Take Courage is one of my favourite biographies because it is so much more than a biography. In this book, Samantha takes us on a journey through Anne Brontë’s life by looking into the lives of the women and men around her and by analyzing her literary characters. Samantha does this in the same delightfully erudite and personal style as her previous book. She seems to grow really close to Anne. The book ends with Samantha visiting Anne’s grave in Scarborough, a passage so beautiful it even moved me to spill some tears. This gem of a biography has really made a lasting impression on me.
So having enjoyed both Samantha’s books -- Take Courage and How to be a Heroine -- I was eagerly looking forward to Samantha’s talk in 2020. Yes 2020… Of course, the talk got cancelled, like all the things we were looking forward to in that year. I remember feeling rather sad about it, and it was added to my long list of disappointments in that hellish year.
However, 2021 is a new year with new chances and opportunities it seems. On Tuesday 20 April, the members of the Brussels Brontë Group were able to have a conversation with Samantha Ellis after all, thanks to the technology of Zoom. Samantha gave a fascinating talk about the reasons why Anne, unlike her sisters Charlotte and Emily, did not make it to Brussels and how this affected Anne’s personal life, her relationship with Charlotte, and her writing.
After the talk, the group members were able to ask questions to Samantha and it was clear that she still hasn’t let go of Anne entirely after having written about her so personally and extensively. She told us that writing about Anne has taught her a lot about living life to the fullest, not giving up and dealing with the fears and challenges that life throws at us.
After having applauded Samantha Ellis and having said some awkward goodbyes to the people, each in their little box on my screen, I closed my laptop and sat thinking in my dark living room. Just like Samantha’s books, this talk meant a lot to me.

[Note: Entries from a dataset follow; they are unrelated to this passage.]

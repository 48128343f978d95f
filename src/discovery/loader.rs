//! Recursive route module discovery.
//!
//! # Responsibilities
//! - Walk a directory tree in pre-order
//! - Hand every file matching the naming convention to a [`ModuleLoader`]
//! - Merge exported routers into one target router
//! - Record every failure without aborting the walk
//!
//! # Design Decisions
//! - One [`LoadResult`] is owned by the top-level call and threaded through
//!   the recursion by `&mut`
//! - Directory entries are visited in file name order, so mount order is
//!   deterministic across platforms
//! - axum panics when merged routes overlap; that panic is caught and recorded
//!   as a mount failure for the offending module

use std::fs;
use std::panic::{self, AssertUnwindSafe};
use std::path::{Path, PathBuf};
use std::sync::Arc;

use axum::Router;
use serde::Serialize;

use crate::discovery::plugin::ModuleLoader;
use crate::observability::metrics;
use crate::observability::{LogSink, TrailLevel};

/// Where in the walk a failure happened.
#[derive(Debug, Clone, Copy, PartialEq, Eq, Serialize)]
#[serde(rename_all = "snake_case")]
pub enum FailureKind {
    /// A directory (or one of its entries) could not be read.
    Directory,
    /// The module loader returned an error.
    Module,
    /// The module's router conflicts with one already mounted.
    Mount,
}

impl FailureKind {
    pub fn as_str(self) -> &'static str {
        match self {
            FailureKind::Directory => "directory",
            FailureKind::Module => "module",
            FailureKind::Mount => "mount",
        }
    }
}

/// A single failure encountered during discovery.
#[derive(Debug, Clone, Serialize)]
pub struct LoadFailure {
    pub path: PathBuf,
    pub kind: FailureKind,
    pub reason: String,
}

/// Outcome of one discovery pass.
#[derive(Debug, Clone, Default, Serialize)]
pub struct LoadResult {
    /// True iff any directory read, module load, or mount failed.
    pub has_errors: bool,
    /// File names of modules mounted on the router, in mount order.
    pub loaded_routes: Vec<String>,
    /// Full paths of every discovered module file, in discovery order.
    pub loaded_route_uris: Vec<PathBuf>,
    /// Modules that loaded but exported no router.
    pub warnings: Vec<PathBuf>,
    pub failures: Vec<LoadFailure>,
}

impl LoadResult {
    /// Discovered module paths relative to `root` where possible.
    pub fn relative_uris(&self, root: &Path) -> Vec<String> {
        self.loaded_route_uris
            .iter()
            .map(|p| p.strip_prefix(root).unwrap_or(p).display().to_string())
            .collect()
    }

    fn fail(&mut self, path: &Path, kind: FailureKind, reason: impl Into<String>) {
        self.has_errors = true;
        self.failures.push(LoadFailure {
            path: path.to_path_buf(),
            kind,
            reason: reason.into(),
        });
    }
}

/// Walks module directories and mounts what it finds.
pub struct RouteDiscovery {
    loader: Arc<dyn ModuleLoader>,
    trail: Option<Arc<LogSink>>,
}

impl RouteDiscovery {
    pub fn new(loader: impl ModuleLoader + 'static) -> Self {
        Self {
            loader: Arc::new(loader),
            trail: None,
        }
    }

    /// Also write the operational trail to `sink`.
    pub fn with_trail(mut self, sink: Arc<LogSink>) -> Self {
        self.trail = Some(sink);
        self
    }

    /// Discover every module under `root` and merge it into `router`.
    pub fn load_routes(&self, root: &Path, router: &mut Router) -> LoadResult {
        let mut result = LoadResult::default();
        self.visit_dir(root, router, &mut result);

        let failure_kinds: Vec<&'static str> =
            result.failures.iter().map(|f| f.kind.as_str()).collect();
        metrics::record_discovery(result.loaded_routes.len(), &failure_kinds);

        result
    }

    fn visit_dir(&self, dir: &Path, router: &mut Router, result: &mut LoadResult) {
        self.note(TrailLevel::Info, &format!("Scanning directory: {}", dir.display()), None);
        tracing::debug!(dir = %dir.display(), "Scanning directory");

        let entries = match read_sorted(dir) {
            Ok(entries) => entries,
            Err(e) => {
                let message = format!("Error reading directory \"{}\"", dir.display());
                tracing::error!(dir = %dir.display(), error = %e, "Error reading directory");
                self.note(TrailLevel::Error, &message, Some(&e.to_string()));
                result.fail(dir, FailureKind::Directory, e.to_string());
                return;
            }
        };

        self.note(
            TrailLevel::Info,
            &format!("Found {} items in {}", entries.len(), dir.display()),
            None,
        );

        for (name, path) in entries {
            let metadata = match fs::metadata(&path) {
                Ok(m) => m,
                Err(e) => {
                    tracing::error!(path = %path.display(), error = %e, "Cannot stat entry");
                    self.note(
                        TrailLevel::Error,
                        &format!("Cannot stat \"{}\"", path.display()),
                        Some(&e.to_string()),
                    );
                    result.fail(&path, FailureKind::Directory, e.to_string());
                    continue;
                }
            };

            if metadata.is_dir() {
                self.note(
                    TrailLevel::Info,
                    &format!("Entering subdirectory: {}", path.display()),
                    None,
                );
                self.visit_dir(&path, router, result);
            } else if metadata.is_file() && self.loader.matches(&name) {
                self.visit_module(name, path, router, result);
            }
        }
    }

    fn visit_module(&self, name: String, path: PathBuf, router: &mut Router, result: &mut LoadResult) {
        result.loaded_route_uris.push(path.clone());
        self.note(
            TrailLevel::Info,
            &format!("Processing route file: {}", path.display()),
            None,
        );

        let module = match self.loader.load(&path) {
            Ok(Some(module)) => module,
            Ok(None) => {
                let message = format!("Route file \"{}\" has no exported router", path.display());
                tracing::warn!(path = %path.display(), "Route file has no exported router");
                self.note(TrailLevel::Warn, &message, None);
                result.warnings.push(path);
                return;
            }
            Err(e) => {
                tracing::error!(path = %path.display(), error = %e, "Failed to load route");
                self.note(
                    TrailLevel::Error,
                    &format!("Failed to load route: {}", path.display()),
                    Some(&e.to_string()),
                );
                result.fail(&path, FailureKind::Module, e.to_string());
                return;
            }
        };

        let candidate = router.clone();
        match panic::catch_unwind(AssertUnwindSafe(move || candidate.merge(module))) {
            Ok(merged) => {
                *router = merged;
                tracing::info!(path = %path.display(), "Route loaded");
                self.note(
                    TrailLevel::Success,
                    &format!("Route loaded successfully: {}", path.display()),
                    None,
                );
                result.loaded_routes.push(name);
            }
            Err(payload) => {
                let reason = panic_message(payload.as_ref());
                tracing::error!(path = %path.display(), reason = %reason, "Failed to mount route");
                self.note(
                    TrailLevel::Error,
                    &format!("Failed to mount route: {}", path.display()),
                    Some(&reason),
                );
                result.fail(&path, FailureKind::Mount, reason);
            }
        }
    }

    fn note(&self, level: TrailLevel, message: &str, details: Option<&str>) {
        if let Some(trail) = &self.trail {
            trail.write_log(level, message, details);
        }
    }
}

/// Directory entries as (file name, path), sorted by file name.
fn read_sorted(dir: &Path) -> std::io::Result<Vec<(String, PathBuf)>> {
    let mut entries = Vec::new();
    for entry in fs::read_dir(dir)? {
        let entry = entry?;
        entries.push((entry.file_name().to_string_lossy().into_owned(), entry.path()));
    }
    entries.sort_by(|a, b| a.0.cmp(&b.0));
    Ok(entries)
}

fn panic_message(payload: &(dyn std::any::Any + Send)) -> String {
    if let Some(s) = payload.downcast_ref::<&str>() {
        (*s).to_string()
    } else if let Some(s) = payload.downcast_ref::<String>() {
        s.clone()
    } else {
        "router merge panicked".to_string()
    }
}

I opened the windows and looked outside at the deserted Brussels street. A view I have been observing every evening during the several lockdowns we have gone through. I know this view, I have seen it in sun, wind, rain and snow. I know it by heart – the sad little trees, the yellow bricks and empty rooms of the opposite building and the pigeons sitting on the eaves, looking back at me. An empty bus goes by, slowly through the street, a solitary walker ignoring the evening clock strolls past and I see all of this from my window and I think of Anne Brontë, dying in Scarborough, younger than I am now. And I think of her last words to her sister: “Take courage, Charlotte, take courage”.